Goldman Sachs maintains Buy on Synchrony Financial, target at $82

Published 28/01/2025, 15:48
Goldman Sachs maintains Buy on Synchrony Financial, target at $82

On Tuesday, Goldman Sachs reaffirmed its Buy rating on Synchrony Financial (NYSE:SYF) with a steady price target of $82.00, well above the current stock price of $65.57. Analyst Ryan Nash provided an assessment of the company’s recent quarterly performance and guidance, noting a mix of results. The net revenues did not meet expectations due to a slight miss in net interest income (NII) and higher rewards sharing agreements (RSA), despite expenses being better than anticipated. Provisions were slightly higher than expected, with non-charge-offs (NCOs) and a higher reserve rate contributing to this outcome. According to InvestingPro, the company maintains a GREAT financial health score of 3.31, with particularly strong marks in profit and price momentum metrics.

The guidance provided by Synchrony Financial appeared to align with market expectations, with projected revenues being relatively consistent. Factors such as softer loan growth were counterbalanced by a marginally higher implied margin and reduced RSA. The company also indicated lower than expected implied expenses and NCOs. Despite this, Synchrony Financial’s stock experienced a decline in pre-market trading from its near 52-week high of $70.93. Investors had anticipated a more robust revenue guide, especially considering the company’s liability sensitivity and expected upward margin trajectory, along with the projected positive impact of PPPCs on net interest income. The stock has shown remarkable strength with an 80.64% return over the past year, and InvestingPro analysis indicates the stock is currently slightly overvalued based on their proprietary Fair Value model.

Nash highlighted certain positive aspects of the guidance, such as an improved credit outlook, a lower RSA, and reduced expenses and efficiency. While there are several variables affecting the consensus, Nash suggested that Synchrony Financial’s bottom-line earnings could surpass $8 per share, building on its current trailing twelve-month EPS of $7.72. Trading at an attractive P/E ratio of 8.96 and offering a steady dividend yield of 1.43%, the stock presents interesting value metrics. However, he indicated that the composition of these earnings might differ from investor expectations, with lower provisions and RSA potentially driving the beat against consensus rather than the anticipated factors. For deeper insights into Synchrony Financial’s valuation and growth prospects, investors can access the comprehensive Pro Research Report available on InvestingPro, which covers over 1,400 US stocks with detailed analysis and actionable intelligence.

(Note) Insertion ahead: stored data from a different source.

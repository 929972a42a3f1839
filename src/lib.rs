//! Domain core for the deskboard personal dashboard.
//!
//! This crate provides the types and algorithms the dashboard shell consumes:
//! - `event` / `window` / `recurrence`: calendar events and the expansion of
//!   recurring events into the instances visible in a month window
//! - `timer` / `timer_store`: wall-clock countdown timers, one per widget
//! - `notification`: the capped notification feed behind the bell
//! - `widget`: the widget, tab, and content rows the shell persists
//!
//! Persistence, authentication, and rendering are delegated to the shell and
//! its hosted backend; everything here is pure, synchronous computation over
//! the values passed in.

pub mod error;
pub mod event;
pub mod notification;
pub mod recurrence;
pub mod timer;
pub mod timer_store;
pub mod widget;
pub mod window;

// Re-export the main types at crate root for convenience
pub use error::{BoardError, BoardResult};
pub use event::{CalendarEvent, EventInstance, RecurrencePattern};
pub use notification::{Notification, NotificationFeed, NotificationKind, NotificationPrefs};
pub use recurrence::{MAX_INSTANCES, expand_event, instances_for_window};
pub use timer::{TimerMode, TimerState};
pub use timer_store::{ActiveTimer, SoundSettings, TimerCompletion, TimerStore};
pub use widget::{GridPosition, Note, QuickLink, Tab, TodoItem, Widget, WidgetKind};
pub use window::DateWindow;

In other recent news, Synchrony Financial reported robust Q4 earnings, exceeding analyst expectations. The company posted adjusted earnings per share of $1.91, surpassing the consensus of $1.89, while revenue for the quarter was slightly below the estimated $3.84 billion at $3.8 billion. Net earnings for the quarter saw a significant leap of 76% to $774 million, compared to $440 million in the same quarter of the previous year.

This positive outcome was attributed to a 3% increase in interest and fees on loans, reaching $5.5 billion, primarily driven by growth in average loan receivables. Synchrony’s fourth quarter also saw a decrease in the company’s provision for credit losses by $243 million to $1.6 billion.

Among other developments, Synchrony highlighted its business achievements, including the addition or renewal of nearly 30 programs and extended collaborations with significant partners like Sam’s Club and JCPenney. Other income increased by $57 million to $128 million, while other expenses decreased by $49 million, or 4%, to $1.3 billion due to prior year restructuring costs and lower operational losses in the current year. These recent developments reflect the resilience and growth of Synchrony Financial.